» Task objective
The lines to be copied are those below that contain "stylesheet".

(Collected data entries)
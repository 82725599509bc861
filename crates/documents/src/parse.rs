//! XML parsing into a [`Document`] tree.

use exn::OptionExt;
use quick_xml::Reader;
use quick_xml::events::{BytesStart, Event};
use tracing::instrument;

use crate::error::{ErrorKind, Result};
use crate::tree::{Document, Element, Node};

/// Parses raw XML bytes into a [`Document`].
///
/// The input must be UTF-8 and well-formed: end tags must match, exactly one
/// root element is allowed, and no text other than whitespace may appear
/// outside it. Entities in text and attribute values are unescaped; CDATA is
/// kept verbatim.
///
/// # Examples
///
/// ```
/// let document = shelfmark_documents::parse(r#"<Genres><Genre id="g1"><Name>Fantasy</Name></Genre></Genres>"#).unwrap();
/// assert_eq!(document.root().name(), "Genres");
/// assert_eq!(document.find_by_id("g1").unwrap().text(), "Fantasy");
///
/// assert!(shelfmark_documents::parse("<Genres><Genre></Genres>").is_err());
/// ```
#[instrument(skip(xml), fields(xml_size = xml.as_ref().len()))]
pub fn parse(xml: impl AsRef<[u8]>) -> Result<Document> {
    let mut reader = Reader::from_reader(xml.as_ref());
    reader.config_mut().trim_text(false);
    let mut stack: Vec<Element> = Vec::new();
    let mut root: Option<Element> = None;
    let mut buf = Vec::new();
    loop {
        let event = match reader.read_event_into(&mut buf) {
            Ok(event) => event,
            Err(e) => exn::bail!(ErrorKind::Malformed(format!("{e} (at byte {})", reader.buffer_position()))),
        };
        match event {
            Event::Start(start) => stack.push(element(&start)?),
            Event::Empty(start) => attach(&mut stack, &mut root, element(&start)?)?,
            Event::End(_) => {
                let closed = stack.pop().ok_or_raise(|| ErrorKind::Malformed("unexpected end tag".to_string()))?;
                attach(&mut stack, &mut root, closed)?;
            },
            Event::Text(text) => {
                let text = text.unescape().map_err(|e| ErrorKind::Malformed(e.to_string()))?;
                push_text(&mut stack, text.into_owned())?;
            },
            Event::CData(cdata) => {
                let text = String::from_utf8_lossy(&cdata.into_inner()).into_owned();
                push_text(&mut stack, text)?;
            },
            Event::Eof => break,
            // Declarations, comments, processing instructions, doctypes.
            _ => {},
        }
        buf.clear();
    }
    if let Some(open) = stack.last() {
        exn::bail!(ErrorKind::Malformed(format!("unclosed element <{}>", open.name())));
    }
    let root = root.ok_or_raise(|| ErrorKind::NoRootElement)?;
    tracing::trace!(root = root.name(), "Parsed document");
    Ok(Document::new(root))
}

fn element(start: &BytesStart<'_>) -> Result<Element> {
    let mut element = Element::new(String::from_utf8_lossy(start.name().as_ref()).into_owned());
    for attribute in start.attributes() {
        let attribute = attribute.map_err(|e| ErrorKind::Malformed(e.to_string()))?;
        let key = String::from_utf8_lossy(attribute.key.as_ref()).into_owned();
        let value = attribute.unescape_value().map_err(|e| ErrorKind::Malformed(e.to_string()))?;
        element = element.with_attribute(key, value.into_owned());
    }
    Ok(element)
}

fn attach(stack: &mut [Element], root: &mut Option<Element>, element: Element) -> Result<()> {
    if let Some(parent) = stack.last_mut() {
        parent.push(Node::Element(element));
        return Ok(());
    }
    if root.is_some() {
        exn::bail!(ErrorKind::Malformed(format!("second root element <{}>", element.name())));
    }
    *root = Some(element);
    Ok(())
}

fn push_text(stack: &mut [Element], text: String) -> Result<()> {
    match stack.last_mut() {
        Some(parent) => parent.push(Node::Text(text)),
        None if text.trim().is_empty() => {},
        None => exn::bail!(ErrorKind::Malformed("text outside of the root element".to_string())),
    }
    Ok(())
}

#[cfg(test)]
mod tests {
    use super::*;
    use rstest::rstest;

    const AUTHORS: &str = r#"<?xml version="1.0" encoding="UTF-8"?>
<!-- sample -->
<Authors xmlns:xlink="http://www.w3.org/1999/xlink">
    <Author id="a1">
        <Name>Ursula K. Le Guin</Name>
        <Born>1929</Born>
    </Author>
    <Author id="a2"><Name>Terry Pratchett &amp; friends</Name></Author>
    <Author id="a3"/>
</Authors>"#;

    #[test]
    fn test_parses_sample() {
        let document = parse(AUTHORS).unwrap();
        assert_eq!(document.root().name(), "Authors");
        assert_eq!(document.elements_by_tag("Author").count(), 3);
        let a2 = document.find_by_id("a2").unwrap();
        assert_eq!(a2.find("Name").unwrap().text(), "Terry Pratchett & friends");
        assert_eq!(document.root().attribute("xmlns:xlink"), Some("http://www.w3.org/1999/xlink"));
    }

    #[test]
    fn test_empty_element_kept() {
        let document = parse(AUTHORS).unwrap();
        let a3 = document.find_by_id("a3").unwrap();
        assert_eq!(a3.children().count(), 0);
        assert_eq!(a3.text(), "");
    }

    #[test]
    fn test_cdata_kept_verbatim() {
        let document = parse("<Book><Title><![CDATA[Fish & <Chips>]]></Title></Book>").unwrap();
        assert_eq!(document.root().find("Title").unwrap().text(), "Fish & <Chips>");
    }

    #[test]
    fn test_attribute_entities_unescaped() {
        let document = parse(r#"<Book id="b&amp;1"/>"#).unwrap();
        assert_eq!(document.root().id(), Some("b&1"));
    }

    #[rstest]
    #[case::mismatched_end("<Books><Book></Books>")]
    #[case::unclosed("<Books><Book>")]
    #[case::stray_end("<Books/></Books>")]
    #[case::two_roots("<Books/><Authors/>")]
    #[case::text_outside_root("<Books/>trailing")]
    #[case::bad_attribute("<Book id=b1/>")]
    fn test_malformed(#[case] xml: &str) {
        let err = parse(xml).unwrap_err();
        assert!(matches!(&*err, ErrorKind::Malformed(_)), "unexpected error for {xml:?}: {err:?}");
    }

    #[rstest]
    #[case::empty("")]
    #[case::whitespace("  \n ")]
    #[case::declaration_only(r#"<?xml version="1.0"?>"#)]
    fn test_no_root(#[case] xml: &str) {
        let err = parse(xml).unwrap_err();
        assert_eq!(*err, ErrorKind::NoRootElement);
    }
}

---

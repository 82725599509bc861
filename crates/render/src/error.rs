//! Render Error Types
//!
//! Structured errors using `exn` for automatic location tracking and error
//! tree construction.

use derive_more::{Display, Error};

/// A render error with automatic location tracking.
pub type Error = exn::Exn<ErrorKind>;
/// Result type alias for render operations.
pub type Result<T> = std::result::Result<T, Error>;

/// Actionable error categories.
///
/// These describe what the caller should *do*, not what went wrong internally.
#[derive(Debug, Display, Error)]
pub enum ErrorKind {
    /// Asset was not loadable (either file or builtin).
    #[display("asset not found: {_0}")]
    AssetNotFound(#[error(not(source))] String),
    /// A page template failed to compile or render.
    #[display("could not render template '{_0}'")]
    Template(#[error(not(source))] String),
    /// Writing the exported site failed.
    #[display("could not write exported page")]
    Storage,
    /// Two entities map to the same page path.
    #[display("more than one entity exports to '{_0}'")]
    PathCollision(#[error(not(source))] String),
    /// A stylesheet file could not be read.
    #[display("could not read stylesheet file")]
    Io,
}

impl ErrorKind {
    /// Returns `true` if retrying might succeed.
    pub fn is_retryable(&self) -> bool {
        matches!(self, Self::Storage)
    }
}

---

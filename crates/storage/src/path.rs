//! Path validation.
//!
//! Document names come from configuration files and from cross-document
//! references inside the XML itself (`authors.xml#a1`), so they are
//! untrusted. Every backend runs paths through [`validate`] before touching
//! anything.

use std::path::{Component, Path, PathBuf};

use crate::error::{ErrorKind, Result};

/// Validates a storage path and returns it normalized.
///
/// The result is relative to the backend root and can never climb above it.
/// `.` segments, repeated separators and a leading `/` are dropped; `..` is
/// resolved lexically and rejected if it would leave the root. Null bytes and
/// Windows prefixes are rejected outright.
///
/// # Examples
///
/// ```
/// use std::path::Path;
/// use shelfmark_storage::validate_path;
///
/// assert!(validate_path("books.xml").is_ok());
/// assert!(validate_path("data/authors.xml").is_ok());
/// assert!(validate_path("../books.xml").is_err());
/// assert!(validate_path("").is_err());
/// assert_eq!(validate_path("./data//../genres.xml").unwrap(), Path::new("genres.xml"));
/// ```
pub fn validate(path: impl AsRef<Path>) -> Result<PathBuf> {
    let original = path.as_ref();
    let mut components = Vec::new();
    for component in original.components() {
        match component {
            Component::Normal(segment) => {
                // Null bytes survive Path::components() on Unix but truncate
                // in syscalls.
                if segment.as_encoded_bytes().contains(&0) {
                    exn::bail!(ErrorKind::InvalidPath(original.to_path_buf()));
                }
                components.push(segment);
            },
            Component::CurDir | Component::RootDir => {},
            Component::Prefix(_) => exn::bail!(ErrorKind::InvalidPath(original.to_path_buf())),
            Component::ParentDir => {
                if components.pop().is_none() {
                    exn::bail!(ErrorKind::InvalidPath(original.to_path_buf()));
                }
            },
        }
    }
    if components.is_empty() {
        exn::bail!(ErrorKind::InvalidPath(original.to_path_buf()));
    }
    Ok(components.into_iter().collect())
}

» Answer
    /// A stylesheet file could not be read.
    #[display("could not read stylesheet file")]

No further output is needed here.